--- What to produce ---
Write out the entries again. Match each one exactly.

(Stored data entries)

__________________________________________________

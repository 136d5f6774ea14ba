//! Run orchestration
//!
//! Drives every batch item through the stage chain, checkpointing after
//! each confirmed transition. Items are independent: an item-scoped
//! failure abandons that item at its current state and the run continues;
//! a run-scoped failure (bad input, broken checkpoint store, internal bug)
//! aborts everything.

use tracing::{error, info, warn};

use crate::checkpoint::{CheckpointStore, StageCheckpoint};
use crate::errors::PipelineError;
use crate::metadata::MetadataClient;
use crate::stages::{self, StageContext};
use crate::types::{AbandonedItem, BatchItem, ItemState, RunSummary, StageOutputs};

/// One batch run over a set of items
pub struct Pipeline<'a> {
    ctx: StageContext<'a>,
    checkpoints: &'a CheckpointStore,
    metadata: &'a MetadataClient,
    max_items: usize,
}

impl<'a> Pipeline<'a> {
    pub fn new(
        ctx: StageContext<'a>,
        checkpoints: &'a CheckpointStore,
        metadata: &'a MetadataClient,
        max_items: usize,
    ) -> Self {
        Self {
            ctx,
            checkpoints,
            metadata,
            max_items,
        }
    }

    /// Run the whole batch
    ///
    /// Input is validated before any network call; descriptor resolution
    /// drops unreachable items before any ledger interaction. Items run
    /// sequentially so every submission shares one fee payer without nonce
    /// contention.
    pub async fn run(&self, items: Vec<BatchItem>) -> Result<RunSummary, PipelineError> {
        if items.len() > self.max_items {
            return Err(PipelineError::InputValidation(format!(
                "batch holds {} items, limit is {}",
                items.len(),
                self.max_items
            )));
        }
        for item in &items {
            item.validate()?;
        }

        let mut summary = RunSummary::default();

        let (resolved, skipped) = self.metadata.resolve_items(items).await;
        // fetch failures were logged at fetch time; keep only the tally
        summary.skipped.extend(skipped.into_iter().map(|(uri, _)| uri));

        info!(items = resolved.len(), "Starting pipeline run");

        for item in resolved {
            match self.run_item(&item).await {
                Ok(()) => {
                    info!(item = item.id(), "Item settled");
                    summary.settled.push(item.id().to_string());
                }
                Err((stage, e)) if e.is_item_scoped() => {
                    error!(
                        item = item.id(),
                        stage,
                        category = e.category(),
                        ambiguous = e.is_ambiguous(),
                        error = %e,
                        "Abandoning item"
                    );
                    summary.abandoned.push(AbandonedItem {
                        item_id: item.id().to_string(),
                        stage,
                        error: e,
                    });
                }
                Err((stage, e)) => {
                    error!(item = item.id(), stage, error = %e, "Run-scoped failure, aborting");
                    return Err(e);
                }
            }
        }

        Ok(summary)
    }

    /// Drive one item forward from its last checkpoint to settlement
    ///
    /// A failed transition leaves the item's checkpoint at the last state
    /// that actually confirmed; no later stage is ever attempted for it.
    async fn run_item(&self, item: &BatchItem) -> Result<(), (&'static str, PipelineError)> {
        let checkpoint = self
            .checkpoints
            .get(item.id())
            .map_err(|e| ("resume", e))?;

        let (mut outputs, mut next) = match checkpoint {
            Some(cp) => {
                warn!(
                    item = item.id(),
                    resumed_from = cp.state.name(),
                    "Resuming item from checkpoint"
                );
                (cp.outputs, cp.state.next())
            }
            None => (StageOutputs::default(), Some(ItemState::Issued)),
        };

        while let Some(target) = next {
            stages::run_stage(&self.ctx, item, target, &mut outputs)
                .await
                .map_err(|e| (target.name(), e))?;

            self.checkpoints
                .put(
                    item.id(),
                    &StageCheckpoint {
                        state: target,
                        outputs: outputs.clone(),
                    },
                )
                .map_err(|e| (target.name(), e))?;

            next = target.next();
        }

        self.checkpoints
            .remove(item.id())
            .map_err(|e| ("cleanup", e))?;
        Ok(())
    }
}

__________________________________________________

--- Final answer ---
repository 136d5f6774ea14ba
//! Run orchestration
//!
//! Drives every batch item through the stage chain, checkpointing after
//! each confirmed transition. Items are independent: an item-scoped
//! failure abandons that item at its current state and the run continues;
//! a run-scoped failure (bad input, broken checkpoint store, internal bug)
//! aborts everything.

use tracing::{error, info, warn};

use crate::checkpoint::{CheckpointStore, StageCheckpoint};
use crate::errors::PipelineError;
use crate::metadata::MetadataClient;
use crate::stages::{self, StageContext};
use crate::types::{AbandonedItem, BatchItem, ItemState, RunSummary, StageOutputs};

/// One batch run over a set of items
pub struct Pipeline<'a> {
    ctx: StageContext<'a>,
    checkpoints: &'a CheckpointStore,
    metadata: &'a MetadataClient,
    max_items: usize,
}

impl<'a> Pipeline<'a> {
    pub fn new(
        ctx: StageContext<'a>,
        checkpoints: &'a CheckpointStore,
        metadata: &'a MetadataClient,
        max_items: usize,
    ) -> Self {
        Self {
            ctx,
            checkpoints,
            metadata,
            max_items,
        }
    }

    /// Run the whole batch
    ///
    /// Input is validated before any network call; descriptor resolution
    /// drops unreachable items before any ledger interaction. Items run
    /// sequentially so every submission shares one fee payer without nonce
    /// contention.
    pub async fn run(&self, items: Vec<BatchItem>) -> Result<RunSummary, PipelineError> {
        if items.len() > self.max_items {
            return Err(PipelineError::InputValidation(format!(
                "batch holds {} items, limit is {}",
                items.len(),
                self.max_items
            )));
        }
        for item in &items {
            item.validate()?;
        }

        let mut summary = RunSummary::default();

        let (resolved, skipped) = self.metadata.resolve_items(items).await;
        // fetch failures were logged at fetch time; keep only the tally
        summary.skipped.extend(skipped.into_iter().map(|(uri, _)| uri));

        info!(items = resolved.len(), "Starting pipeline run");

        for item in resolved {
            match self.run_item(&item).await {
                Ok(()) => {
                    info!(item = item.id(), "Item settled");
                    summary.settled.push(item.id().to_string());
                }
                Err((stage, e)) if e.is_item_scoped() => {
                    error!(
                        item = item.id(),
                        stage,
                        category = e.category(),
                        ambiguous = e.is_ambiguous(),
                        error = %e,
                        "Abandoning item"
                    );
                    summary.abandoned.push(AbandonedItem {
                        item_id: item.id().to_string(),
                        stage,
                        error: e,
                    });
                }
                Err((stage, e)) => {
                    error!(item = item.id(), stage, error = %e, "Run-scoped failure, aborting");
                    return Err(e);
                }
            }
        }

        Ok(summary)
    }

    /// Drive one item forward from its last checkpoint to settlement
    ///
    /// A failed transition leaves the item's checkpoint at the last state
    /// that actually confirmed; no later stage is ever attempted for it.
    async fn run_item(&self, item: &BatchItem) -> Result<(), (&'static str, PipelineError)> {
        let checkpoint = self
            .checkpoints
            .get(item.id())
            .map_err(|e| ("resume", e))?;

        let (mut outputs, mut next) = match checkpoint {
            Some(cp) => {
                warn!(
                    item = item.id(),
                    resumed_from = cp.state.name(),
                    "Resuming item from checkpoint"
                );
                (cp.outputs, cp.state.next())
            }
            None => (StageOutputs::default(), Some(ItemState::Issued)),
        };

        while let Some(target) = next {
            stages::run_stage(&self.ctx, item, target, &mut outputs)
                .await
                .map_err(|e| (target.name(), e))?;

            self.checkpoints
                .put(
                    item.id(),
                    &StageCheckpoint {
                        state: target,
                        outputs: outputs.clone(),
                    },
                )
                .map_err(|e| (target.name(), e))?;

            next = target.next();
        }

        self.checkpoints
            .remove(item.id())
            .map_err(|e| ("cleanup", e))?;
        Ok(())
    }
}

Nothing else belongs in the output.